# Data in this exercise
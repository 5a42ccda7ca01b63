//! Configuration system for mcphub.
//!
//! Application settings are layered with figment: built-in defaults, the
//! user config file, the project config files and finally `MCPHUB_`
//! environment variables (nested keys separated by `__`, for example
//! `MCPHUB_LIMITS__REQUEST_TIMEOUT_SECS=30`).
//!
//! The MCP server list itself lives in a separate servers file, see
//! [`Config::servers_file`].

use std::collections::BTreeMap;
use std::path::PathBuf;

use figment::{
    providers::{Env, Format, Serialized, Toml},
    Figment,
};
use serde::{Deserialize, Serialize};

use crate::error::Error;

/// Name of the servers file looked up in the current directory.
pub const DEFAULT_SERVERS_FILE: &str = "mcp_servers_config.json";

/// Main configuration struct for mcphub.
#[derive(Debug, Clone, Default, Serialize, Deserialize)]
#[serde(default)]
pub struct Config {
    /// General settings
    pub general: GeneralConfig,
    /// Timeouts and limits
    pub limits: LimitsConfig,
    /// Runtime overrides for individual servers, keyed by server name.
    ///
    /// Each value is either a partial block (`enabled`, `env`) patching a
    /// server from the servers file, or a full server definition.
    pub overrides: BTreeMap<String, serde_json::Value>,
}

#[derive(Debug, Clone, Serialize, Deserialize)]
#[serde(default)]
pub struct GeneralConfig {
    /// Explicit path to the servers file
    pub servers_file: Option<PathBuf>,
    /// Log filter used when RUST_LOG is not set
    pub log_level: String,
    /// Client name announced to servers during the handshake
    pub client_name: String,
}

impl Default for GeneralConfig {
    fn default() -> Self {
        Self {
            servers_file: None,
            log_level: "info".to_string(),
            client_name: "mcphub".to_string(),
        }
    }
}

#[derive(Debug, Clone, Serialize, Deserialize)]
#[serde(default)]
pub struct LimitsConfig {
    /// Seconds to wait for a response to a single request
    pub request_timeout_secs: u64,
    /// Seconds a child process gets to exit after SIGTERM
    pub shutdown_grace_secs: u64,
}

impl Default for LimitsConfig {
    fn default() -> Self {
        Self {
            request_timeout_secs: 60,
            shutdown_grace_secs: 5,
        }
    }
}

/// Validation result with multiple issues.
#[derive(Debug, Clone)]
pub struct ValidationResult {
    /// List of validation issues
    pub issues: Vec<ValidationIssue>,
}

impl ValidationResult {
    /// Create a new empty validation result.
    pub fn new() -> Self {
        Self { issues: Vec::new() }
    }

    /// Check if validation passed (no errors).
    pub fn is_ok(&self) -> bool {
        !self.issues.iter().any(|i| i.severity == IssueSeverity::Error)
    }

    /// Get only error-level issues.
    pub fn errors(&self) -> Vec<&ValidationIssue> {
        self.issues.iter().filter(|i| i.severity == IssueSeverity::Error).collect()
    }

    /// Get only warning-level issues.
    pub fn warnings(&self) -> Vec<&ValidationIssue> {
        self.issues.iter().filter(|i| i.severity == IssueSeverity::Warning).collect()
    }

    /// Add an error.
    pub fn add_error(&mut self, field: impl Into<String>, message: impl Into<String>) {
        self.issues.push(ValidationIssue {
            severity: IssueSeverity::Error,
            field: field.into(),
            message: message.into(),
        });
    }

    /// Add a warning.
    pub fn add_warning(&mut self, field: impl Into<String>, message: impl Into<String>) {
        self.issues.push(ValidationIssue {
            severity: IssueSeverity::Warning,
            field: field.into(),
            message: message.into(),
        });
    }

    /// Append all issues from another result.
    pub fn extend(&mut self, other: ValidationResult) {
        self.issues.extend(other.issues);
    }
}

impl Default for ValidationResult {
    fn default() -> Self {
        Self::new()
    }
}

/// A single validation issue.
#[derive(Debug, Clone)]
pub struct ValidationIssue {
    /// Severity of the issue
    pub severity: IssueSeverity,
    /// Field path (e.g., "limits.request_timeout_secs")
    pub field: String,
    /// Human-readable message
    pub message: String,
}

/// Severity level for validation issues.
#[derive(Debug, Clone, Copy, PartialEq, Eq)]
pub enum IssueSeverity {
    /// Warnings don't prevent loading
    Warning,
    /// Errors prevent loading
    Error,
}

impl Config {
    /// Build the layered figment without extracting it.
    pub fn figment() -> Figment {
        Figment::new()
            .merge(Serialized::defaults(Config::default()))
            .merge(Toml::file(Self::config_dir().join("config.toml")))
            .merge(Toml::file(".mcphub/config.toml"))
            // Project local config (gitignored)
            .merge(Toml::file(".mcphub/config.local.toml"))
            .merge(Env::prefixed("MCPHUB_").split("__"))
    }

    /// Load configuration from all sources.
    pub fn load() -> Result<Self, figment::Error> {
        Self::figment().extract()
    }

    /// Load configuration from all sources plus an extra TOML file.
    ///
    /// The extra file sits above the project files but below the
    /// environment.
    pub fn load_with_file(path: impl Into<PathBuf>) -> Result<Self, figment::Error> {
        Figment::new()
            .merge(Self::figment())
            .merge(Toml::file(path.into()))
            .merge(Env::prefixed("MCPHUB_").split("__"))
            .extract()
    }

    /// Fail on validation errors and log warnings.
    pub fn check(&self) -> Result<(), Error> {
        let result = self.validate();

        if !result.is_ok() {
            let errors: Vec<String> = result
                .errors()
                .iter()
                .map(|e| format!("{}: {}", e.field, e.message))
                .collect();
            return Err(Error::Validation(errors.join("; ")));
        }

        for warning in result.warnings() {
            tracing::warn!("Config warning - {}: {}", warning.field, warning.message);
        }

        Ok(())
    }

    /// Validate the configuration.
    pub fn validate(&self) -> ValidationResult {
        let mut result = ValidationResult::new();

        if self.general.log_level.trim().is_empty() {
            result.add_error("general.log_level", "log_level cannot be empty");
        } else {
            let simple_levels = ["trace", "debug", "info", "warn", "error", "off"];
            let level = self.general.log_level.to_ascii_lowercase();
            if !level.contains('=') && !simple_levels.contains(&level.as_str()) {
                result.add_warning(
                    "general.log_level",
                    format!("Unrecognized log level '{}'", self.general.log_level),
                );
            }
        }

        if self.general.client_name.is_empty() {
            result.add_error("general.client_name", "client_name cannot be empty");
        }

        if let Some(ref path) = self.general.servers_file {
            if !path.exists() {
                result.add_warning(
                    "general.servers_file",
                    format!("Servers file {:?} does not exist", path),
                );
            }
        }

        if self.limits.request_timeout_secs == 0 {
            result.add_error(
                "limits.request_timeout_secs",
                "request_timeout_secs must be greater than 0",
            );
        }

        if self.limits.request_timeout_secs > 600 {
            result.add_warning(
                "limits.request_timeout_secs",
                "request_timeout_secs is very high (> 10 minutes), hung servers will block callers",
            );
        }

        for (name, value) in &self.overrides {
            if !value.is_object() {
                result.add_error(
                    format!("overrides.{}", name),
                    "override must be a table",
                );
            }
        }

        result
    }

    /// Resolve the servers file to load.
    ///
    /// An explicit `general.servers_file` always wins. Otherwise the first
    /// existing candidate is used: `mcp_servers_config.json` in the current
    /// directory, then `mcp_servers.toml` and `mcp_servers.json` in the
    /// config directory.
    pub fn servers_file(&self) -> Option<PathBuf> {
        if let Some(ref path) = self.general.servers_file {
            return Some(path.clone());
        }

        let config_dir = Self::config_dir();
        [
            PathBuf::from(DEFAULT_SERVERS_FILE),
            config_dir.join("mcp_servers.toml"),
            config_dir.join("mcp_servers.json"),
        ]
        .into_iter()
        .find(|candidate| candidate.exists())
    }

    /// Get the configuration directory.
    pub fn config_dir() -> PathBuf {
        dirs::config_dir()
            .map(|p| p.join("mcphub"))
            .unwrap_or_else(|| PathBuf::from("~/.config/mcphub"))
    }
}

# Activity
Your answer must be every line from the entries that contains the string "defaults", copied as it stands.

# Output for this exercise
//! Application settings are layered with figment: built-in defaults, the
            .merge(Serialized::defaults(Config::default()))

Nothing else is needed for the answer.